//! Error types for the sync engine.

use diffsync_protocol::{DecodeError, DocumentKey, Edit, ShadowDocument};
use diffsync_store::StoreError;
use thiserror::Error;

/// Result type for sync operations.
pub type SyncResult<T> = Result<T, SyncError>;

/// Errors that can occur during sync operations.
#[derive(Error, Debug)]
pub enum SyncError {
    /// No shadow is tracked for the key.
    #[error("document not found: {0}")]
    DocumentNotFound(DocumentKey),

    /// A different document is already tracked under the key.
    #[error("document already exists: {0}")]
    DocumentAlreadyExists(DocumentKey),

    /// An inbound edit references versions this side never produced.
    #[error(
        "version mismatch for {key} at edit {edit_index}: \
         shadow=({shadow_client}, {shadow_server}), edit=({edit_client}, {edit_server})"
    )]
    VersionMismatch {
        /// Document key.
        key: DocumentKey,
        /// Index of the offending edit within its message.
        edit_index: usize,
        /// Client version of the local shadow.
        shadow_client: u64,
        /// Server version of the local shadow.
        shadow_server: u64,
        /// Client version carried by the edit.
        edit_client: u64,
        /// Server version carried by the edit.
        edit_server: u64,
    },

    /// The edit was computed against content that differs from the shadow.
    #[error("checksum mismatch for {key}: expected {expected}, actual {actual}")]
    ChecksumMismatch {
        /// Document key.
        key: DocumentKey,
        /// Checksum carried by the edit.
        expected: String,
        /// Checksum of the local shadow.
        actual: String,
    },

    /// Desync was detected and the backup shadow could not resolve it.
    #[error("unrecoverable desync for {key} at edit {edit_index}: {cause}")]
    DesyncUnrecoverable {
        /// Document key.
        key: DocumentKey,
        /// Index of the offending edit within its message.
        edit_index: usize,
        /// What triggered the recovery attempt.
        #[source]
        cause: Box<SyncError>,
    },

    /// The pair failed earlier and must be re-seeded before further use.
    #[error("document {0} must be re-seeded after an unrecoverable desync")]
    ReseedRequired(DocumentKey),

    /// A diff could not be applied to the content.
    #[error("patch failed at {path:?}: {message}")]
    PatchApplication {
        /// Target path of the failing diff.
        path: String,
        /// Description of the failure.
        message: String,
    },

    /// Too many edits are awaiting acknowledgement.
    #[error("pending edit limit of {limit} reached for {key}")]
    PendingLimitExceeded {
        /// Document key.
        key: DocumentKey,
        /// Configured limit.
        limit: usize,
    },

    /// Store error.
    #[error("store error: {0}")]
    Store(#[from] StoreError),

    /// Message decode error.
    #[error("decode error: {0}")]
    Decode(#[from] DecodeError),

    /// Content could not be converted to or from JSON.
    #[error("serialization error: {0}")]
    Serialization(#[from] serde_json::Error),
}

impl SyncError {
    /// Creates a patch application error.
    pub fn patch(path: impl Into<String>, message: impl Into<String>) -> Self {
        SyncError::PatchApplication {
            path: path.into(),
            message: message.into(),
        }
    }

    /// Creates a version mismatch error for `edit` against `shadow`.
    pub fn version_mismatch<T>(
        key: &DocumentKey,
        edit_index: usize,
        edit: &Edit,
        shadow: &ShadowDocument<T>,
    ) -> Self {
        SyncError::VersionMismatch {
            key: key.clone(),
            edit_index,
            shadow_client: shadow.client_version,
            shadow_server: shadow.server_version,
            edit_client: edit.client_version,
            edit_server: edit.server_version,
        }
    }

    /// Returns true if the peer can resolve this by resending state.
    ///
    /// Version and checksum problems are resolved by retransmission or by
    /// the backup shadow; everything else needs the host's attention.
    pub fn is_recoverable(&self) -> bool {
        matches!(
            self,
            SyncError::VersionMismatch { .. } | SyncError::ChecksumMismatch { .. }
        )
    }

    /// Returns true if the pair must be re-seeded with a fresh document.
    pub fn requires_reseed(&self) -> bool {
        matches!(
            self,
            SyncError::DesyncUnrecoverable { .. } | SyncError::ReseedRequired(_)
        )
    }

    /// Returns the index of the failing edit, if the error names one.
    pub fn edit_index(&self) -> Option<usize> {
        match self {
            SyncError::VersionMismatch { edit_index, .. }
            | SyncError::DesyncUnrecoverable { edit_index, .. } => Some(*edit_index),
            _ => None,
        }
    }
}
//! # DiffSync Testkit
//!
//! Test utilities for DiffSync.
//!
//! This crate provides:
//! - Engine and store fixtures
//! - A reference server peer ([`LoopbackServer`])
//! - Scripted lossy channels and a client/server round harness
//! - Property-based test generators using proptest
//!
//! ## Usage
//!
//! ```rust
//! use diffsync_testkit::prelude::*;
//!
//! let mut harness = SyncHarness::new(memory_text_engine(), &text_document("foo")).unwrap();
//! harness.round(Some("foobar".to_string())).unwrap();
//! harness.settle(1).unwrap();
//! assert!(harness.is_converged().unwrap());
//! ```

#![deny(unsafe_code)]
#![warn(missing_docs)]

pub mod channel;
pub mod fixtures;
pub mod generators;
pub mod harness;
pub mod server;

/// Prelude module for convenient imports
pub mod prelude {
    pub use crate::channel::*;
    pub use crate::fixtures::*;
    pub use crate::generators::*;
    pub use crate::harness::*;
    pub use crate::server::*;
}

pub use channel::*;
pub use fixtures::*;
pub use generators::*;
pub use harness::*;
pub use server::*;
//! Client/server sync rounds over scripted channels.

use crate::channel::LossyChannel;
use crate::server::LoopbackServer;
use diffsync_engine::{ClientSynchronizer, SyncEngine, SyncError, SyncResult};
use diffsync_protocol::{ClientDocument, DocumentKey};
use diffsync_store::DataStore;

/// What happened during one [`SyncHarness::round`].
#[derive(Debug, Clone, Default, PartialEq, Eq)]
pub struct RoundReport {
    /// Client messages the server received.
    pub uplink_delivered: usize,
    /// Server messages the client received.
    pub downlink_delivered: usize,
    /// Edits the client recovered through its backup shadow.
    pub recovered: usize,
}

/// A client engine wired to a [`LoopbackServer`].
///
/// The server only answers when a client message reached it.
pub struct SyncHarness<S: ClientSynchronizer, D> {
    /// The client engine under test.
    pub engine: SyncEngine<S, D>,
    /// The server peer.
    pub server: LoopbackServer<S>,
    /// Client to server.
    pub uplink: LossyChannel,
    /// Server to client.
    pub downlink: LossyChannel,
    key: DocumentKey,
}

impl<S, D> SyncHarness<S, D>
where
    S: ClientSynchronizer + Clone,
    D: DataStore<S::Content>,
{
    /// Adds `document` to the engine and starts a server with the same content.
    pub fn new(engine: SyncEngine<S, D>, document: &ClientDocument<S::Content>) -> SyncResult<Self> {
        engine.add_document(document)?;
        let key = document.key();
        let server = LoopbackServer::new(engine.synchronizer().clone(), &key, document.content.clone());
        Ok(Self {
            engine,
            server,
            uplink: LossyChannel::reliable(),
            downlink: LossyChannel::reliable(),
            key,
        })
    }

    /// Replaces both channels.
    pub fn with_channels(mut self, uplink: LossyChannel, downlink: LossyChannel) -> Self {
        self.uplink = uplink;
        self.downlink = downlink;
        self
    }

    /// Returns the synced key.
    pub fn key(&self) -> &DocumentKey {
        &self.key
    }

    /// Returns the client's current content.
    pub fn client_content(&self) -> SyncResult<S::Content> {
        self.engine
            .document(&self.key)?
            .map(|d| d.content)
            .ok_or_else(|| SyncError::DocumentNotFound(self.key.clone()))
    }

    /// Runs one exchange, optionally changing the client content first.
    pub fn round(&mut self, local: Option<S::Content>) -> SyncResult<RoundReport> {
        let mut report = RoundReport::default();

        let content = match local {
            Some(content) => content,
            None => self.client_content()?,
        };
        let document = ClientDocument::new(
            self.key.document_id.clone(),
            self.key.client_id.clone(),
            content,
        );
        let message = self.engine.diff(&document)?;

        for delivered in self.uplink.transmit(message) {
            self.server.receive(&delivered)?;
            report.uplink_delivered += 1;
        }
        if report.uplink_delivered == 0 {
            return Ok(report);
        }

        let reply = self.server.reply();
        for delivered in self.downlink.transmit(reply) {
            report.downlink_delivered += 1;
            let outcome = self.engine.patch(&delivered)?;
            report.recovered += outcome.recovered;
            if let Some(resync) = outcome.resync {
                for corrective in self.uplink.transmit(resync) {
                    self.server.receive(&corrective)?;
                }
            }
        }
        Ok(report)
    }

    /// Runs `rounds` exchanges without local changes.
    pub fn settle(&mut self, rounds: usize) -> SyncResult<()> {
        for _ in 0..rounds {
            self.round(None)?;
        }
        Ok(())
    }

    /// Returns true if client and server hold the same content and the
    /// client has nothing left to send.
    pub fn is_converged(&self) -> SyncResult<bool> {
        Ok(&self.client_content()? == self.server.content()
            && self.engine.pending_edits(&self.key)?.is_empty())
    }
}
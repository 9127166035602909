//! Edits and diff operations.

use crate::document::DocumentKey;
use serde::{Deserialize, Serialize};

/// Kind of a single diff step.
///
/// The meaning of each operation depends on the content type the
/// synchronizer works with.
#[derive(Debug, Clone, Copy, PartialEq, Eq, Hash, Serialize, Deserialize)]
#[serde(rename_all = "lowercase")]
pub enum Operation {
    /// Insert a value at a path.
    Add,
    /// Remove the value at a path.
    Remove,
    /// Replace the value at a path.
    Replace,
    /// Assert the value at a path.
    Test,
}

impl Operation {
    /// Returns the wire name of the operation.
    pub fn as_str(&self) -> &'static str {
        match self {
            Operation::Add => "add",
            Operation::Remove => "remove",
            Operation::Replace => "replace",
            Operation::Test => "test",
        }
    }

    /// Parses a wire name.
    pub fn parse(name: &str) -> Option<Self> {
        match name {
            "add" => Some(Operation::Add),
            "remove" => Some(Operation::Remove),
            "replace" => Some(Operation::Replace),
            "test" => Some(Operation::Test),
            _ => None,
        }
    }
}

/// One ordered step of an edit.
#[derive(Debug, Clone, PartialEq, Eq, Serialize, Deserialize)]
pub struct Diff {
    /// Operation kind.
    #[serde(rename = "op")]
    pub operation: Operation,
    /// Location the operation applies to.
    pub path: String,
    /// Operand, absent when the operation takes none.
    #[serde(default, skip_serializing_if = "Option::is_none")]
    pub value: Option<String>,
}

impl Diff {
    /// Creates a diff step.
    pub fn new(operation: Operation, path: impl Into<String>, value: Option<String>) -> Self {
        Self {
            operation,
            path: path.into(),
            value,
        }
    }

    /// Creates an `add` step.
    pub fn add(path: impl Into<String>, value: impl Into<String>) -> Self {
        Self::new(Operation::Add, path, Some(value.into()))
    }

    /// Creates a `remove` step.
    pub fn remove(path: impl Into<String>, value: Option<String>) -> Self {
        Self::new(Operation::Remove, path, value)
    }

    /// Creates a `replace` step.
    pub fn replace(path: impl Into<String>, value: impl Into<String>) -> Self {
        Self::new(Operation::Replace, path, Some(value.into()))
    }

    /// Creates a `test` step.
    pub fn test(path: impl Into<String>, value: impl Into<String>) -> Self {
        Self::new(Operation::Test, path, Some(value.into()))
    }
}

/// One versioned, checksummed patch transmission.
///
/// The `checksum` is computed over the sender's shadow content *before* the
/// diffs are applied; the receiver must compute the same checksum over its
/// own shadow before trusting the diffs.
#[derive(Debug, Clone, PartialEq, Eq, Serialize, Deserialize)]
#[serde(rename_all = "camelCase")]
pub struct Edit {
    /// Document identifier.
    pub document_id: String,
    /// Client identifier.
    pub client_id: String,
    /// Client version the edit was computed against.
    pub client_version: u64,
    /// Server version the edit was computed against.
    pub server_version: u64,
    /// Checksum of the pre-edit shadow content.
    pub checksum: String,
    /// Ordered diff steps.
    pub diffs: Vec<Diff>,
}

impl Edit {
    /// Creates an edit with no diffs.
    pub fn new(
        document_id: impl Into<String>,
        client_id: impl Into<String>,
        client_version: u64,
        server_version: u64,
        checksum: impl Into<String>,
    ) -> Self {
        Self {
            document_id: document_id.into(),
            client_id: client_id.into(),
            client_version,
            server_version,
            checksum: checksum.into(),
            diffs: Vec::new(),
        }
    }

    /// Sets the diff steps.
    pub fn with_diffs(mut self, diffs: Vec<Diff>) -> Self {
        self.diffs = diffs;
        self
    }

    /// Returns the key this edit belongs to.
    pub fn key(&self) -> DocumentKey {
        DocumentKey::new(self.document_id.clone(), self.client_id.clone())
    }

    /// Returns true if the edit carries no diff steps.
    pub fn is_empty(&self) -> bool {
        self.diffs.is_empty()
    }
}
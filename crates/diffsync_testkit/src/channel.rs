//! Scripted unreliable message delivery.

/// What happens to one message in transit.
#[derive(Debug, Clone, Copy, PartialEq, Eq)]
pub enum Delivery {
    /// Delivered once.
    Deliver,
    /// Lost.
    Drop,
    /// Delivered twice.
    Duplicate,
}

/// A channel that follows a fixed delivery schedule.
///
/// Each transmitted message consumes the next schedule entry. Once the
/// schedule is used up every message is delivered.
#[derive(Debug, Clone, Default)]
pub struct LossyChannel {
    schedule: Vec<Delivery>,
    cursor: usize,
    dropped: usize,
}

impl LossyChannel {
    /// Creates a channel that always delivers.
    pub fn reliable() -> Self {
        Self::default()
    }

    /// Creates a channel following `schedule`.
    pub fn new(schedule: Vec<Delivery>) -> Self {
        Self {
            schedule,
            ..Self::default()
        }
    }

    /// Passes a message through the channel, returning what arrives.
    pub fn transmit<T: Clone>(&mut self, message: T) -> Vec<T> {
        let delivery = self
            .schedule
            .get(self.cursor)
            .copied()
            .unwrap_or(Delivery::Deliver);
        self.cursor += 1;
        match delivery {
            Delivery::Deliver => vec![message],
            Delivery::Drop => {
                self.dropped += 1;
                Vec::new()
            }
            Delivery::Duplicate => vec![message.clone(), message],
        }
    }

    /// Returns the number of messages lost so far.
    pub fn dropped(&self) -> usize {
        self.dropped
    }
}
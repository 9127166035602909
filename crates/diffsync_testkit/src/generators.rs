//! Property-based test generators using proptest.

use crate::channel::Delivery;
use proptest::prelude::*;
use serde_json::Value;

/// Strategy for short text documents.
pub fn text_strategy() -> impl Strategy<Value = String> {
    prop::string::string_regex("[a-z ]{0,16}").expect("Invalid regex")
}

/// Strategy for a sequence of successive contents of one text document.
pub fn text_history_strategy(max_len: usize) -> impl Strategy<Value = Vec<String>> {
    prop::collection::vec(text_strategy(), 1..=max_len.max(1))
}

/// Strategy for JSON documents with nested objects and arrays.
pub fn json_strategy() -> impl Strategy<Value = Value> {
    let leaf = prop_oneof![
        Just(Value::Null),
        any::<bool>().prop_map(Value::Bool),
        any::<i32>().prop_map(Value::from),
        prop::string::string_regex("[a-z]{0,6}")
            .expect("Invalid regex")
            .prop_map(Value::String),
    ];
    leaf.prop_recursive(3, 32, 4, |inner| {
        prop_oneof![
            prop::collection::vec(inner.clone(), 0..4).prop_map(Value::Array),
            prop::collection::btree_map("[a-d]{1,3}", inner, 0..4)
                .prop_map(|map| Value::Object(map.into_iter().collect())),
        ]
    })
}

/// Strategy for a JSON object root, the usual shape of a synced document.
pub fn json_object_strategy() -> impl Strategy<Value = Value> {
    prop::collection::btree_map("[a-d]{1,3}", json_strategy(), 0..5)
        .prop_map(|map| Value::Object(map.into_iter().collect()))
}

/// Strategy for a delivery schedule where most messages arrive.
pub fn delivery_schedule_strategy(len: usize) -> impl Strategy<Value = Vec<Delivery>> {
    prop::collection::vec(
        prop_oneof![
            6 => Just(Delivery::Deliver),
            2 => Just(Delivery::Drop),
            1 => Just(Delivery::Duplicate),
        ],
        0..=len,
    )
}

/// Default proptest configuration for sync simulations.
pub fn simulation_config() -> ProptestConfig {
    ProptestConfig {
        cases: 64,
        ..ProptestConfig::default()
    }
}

+++

▶ What to produce: Count up the lines in the records that contain the word "true" and reply with that figure only.

▶ Exercise response: 4